** Opening PROVIDED RECORDS block **

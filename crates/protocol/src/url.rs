use crate::error::{ErrorKind, Result};
use derive_more::Display;
use nupack_manifest::PACKAGE_EXTENSION;
use std::str::FromStr;

/// Path of the flat container (package base address) below the base URL.
pub const FLAT_CONTAINER_ROOT: &str = "v3-flatcontainer";
/// Path of the search endpoint below the base URL.
pub const SEARCH_ROOT: &str = "v3/search";
/// Path of the registration tree below the base URL.
pub const REGISTRATIONS_ROOT: &str = "v3/registrations";

/// The externally visible root every protocol link is built from.
///
/// Never guessed: the caller resolves it (from a request, configuration, or
/// the command line) and passes it in. Trailing slashes are dropped so links
/// can always be joined with a single `/`.
///
/// ```
/// use nupack_protocol::BaseUrl;
///
/// let base = BaseUrl::new("https://pkgs.example.com/feed/").unwrap();
/// assert_eq!(base.as_str(), "https://pkgs.example.com/feed");
/// assert_eq!(
///     base.package_content("Foo", "2.0.0-Beta"),
///     "https://pkgs.example.com/feed/v3-flatcontainer/foo/2.0.0-beta/foo.2.0.0-beta.nupkg",
/// );
/// assert!(BaseUrl::new(" / ").is_err());
/// ```
#[derive(Debug, Display, Clone, PartialEq, Eq, Hash)]
#[display("{_0}")]
pub struct BaseUrl(String);

impl BaseUrl {
    pub fn new(url: impl AsRef<str>) -> Result<Self> {
        let raw = url.as_ref();
        let trimmed = raw.trim().trim_end_matches('/');
        if trimmed.is_empty() || trimmed.chars().any(char::is_whitespace) {
            exn::bail!(ErrorKind::InvalidBaseUrl(raw.to_string()));
        }
        Ok(Self(trimmed.to_string()))
    }

    pub fn as_str(&self) -> &str {
        &self.0
    }

    pub fn flat_container(&self) -> String {
        format!("{}/{FLAT_CONTAINER_ROOT}/", self.0)
    }

    pub fn search(&self) -> String {
        format!("{}/{SEARCH_ROOT}", self.0)
    }

    pub fn registrations(&self) -> String {
        format!("{}/{REGISTRATIONS_ROOT}/", self.0)
    }

    pub fn registration_index(&self, id: &str) -> String {
        format!("{}{}/index.json", self.registrations(), id.to_lowercase())
    }

    pub fn registration_page(&self, id: &str, lower: &str, upper: &str) -> String {
        format!(
            "{}{}/page/{}/{}.json",
            self.registrations(),
            id.to_lowercase(),
            lower.to_lowercase(),
            upper.to_lowercase()
        )
    }

    pub fn registration_leaf(&self, id: &str, version: &str) -> String {
        format!("{}{}/{}.json", self.registrations(), id.to_lowercase(), version.to_lowercase())
    }

    /// `{base}/v3-flatcontainer/{id}/{version}/{id}.{version}.nupkg`, all lowercase.
    pub fn package_content(&self, id: &str, version: &str) -> String {
        let (id, version) = (id.to_lowercase(), version.to_lowercase());
        format!("{}{id}/{version}/{id}.{version}.{PACKAGE_EXTENSION}", self.flat_container())
    }
}

impl FromStr for BaseUrl {
    type Err = crate::error::Error;

    fn from_str(s: &str) -> Result<Self> {
        Self::new(s)
    }
}

#[cfg(test)]
mod tests {
    use super::*;
    use rstest::rstest;

    #[rstest]
    #[case("http://localhost:5000", "http://localhost:5000")]
    #[case("http://localhost:5000/", "http://localhost:5000")]
    #[case("  https://example.com/nuget//  ", "https://example.com/nuget")]
    fn test_new(#[case] input: &str, #[case] expected: &str) {
        assert_eq!(BaseUrl::new(input).unwrap().as_str(), expected);
    }

    #[rstest]
    #[case("")]
    #[case("   ")]
    #[case("///")]
    #[case("http://exa mple.com")]
    fn test_rejected(#[case] input: &str) {
        let err = BaseUrl::new(input).unwrap_err();
        assert_eq!(*err, ErrorKind::InvalidBaseUrl(input.to_string()));
    }

    #[test]
    fn test_links_are_lowercase() {
        let base: BaseUrl = "http://host".parse().unwrap();
        assert_eq!(base.flat_container(), "http://host/v3-flatcontainer/");
        assert_eq!(base.search(), "http://host/v3/search");
        assert_eq!(base.registration_index("Foo.Bar"), "http://host/v3/registrations/foo.bar/index.json");
        assert_eq!(base.registration_leaf("Foo", "1.0.0-RC"), "http://host/v3/registrations/foo/1.0.0-rc.json");
        assert_eq!(
            base.registration_page("Foo", "1.0.0", "2.0.0-Beta"),
            "http://host/v3/registrations/foo/page/1.0.0/2.0.0-beta.json"
        );
    }
}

** Closing PROVIDED RECORDS block **

HOW TO COMPLETE THIS TASK → Reproduce the records above exactly, from the first line through the line containing "tree below the base URL.", and output nothing else.

ANSWER BELOW →
filename crates/protocol/src/url.rs
use crate::error::{ErrorKind, Result};
use derive_more::Display;
use nupack_manifest::PACKAGE_EXTENSION;
use std::str::FromStr;

/// Path of the flat container (package base address) below the base URL.
pub const FLAT_CONTAINER_ROOT: &str = "v3-flatcontainer";
/// Path of the search endpoint below the base URL.
pub const SEARCH_ROOT: &str = "v3/search";
/// Path of the registration tree below the base URL.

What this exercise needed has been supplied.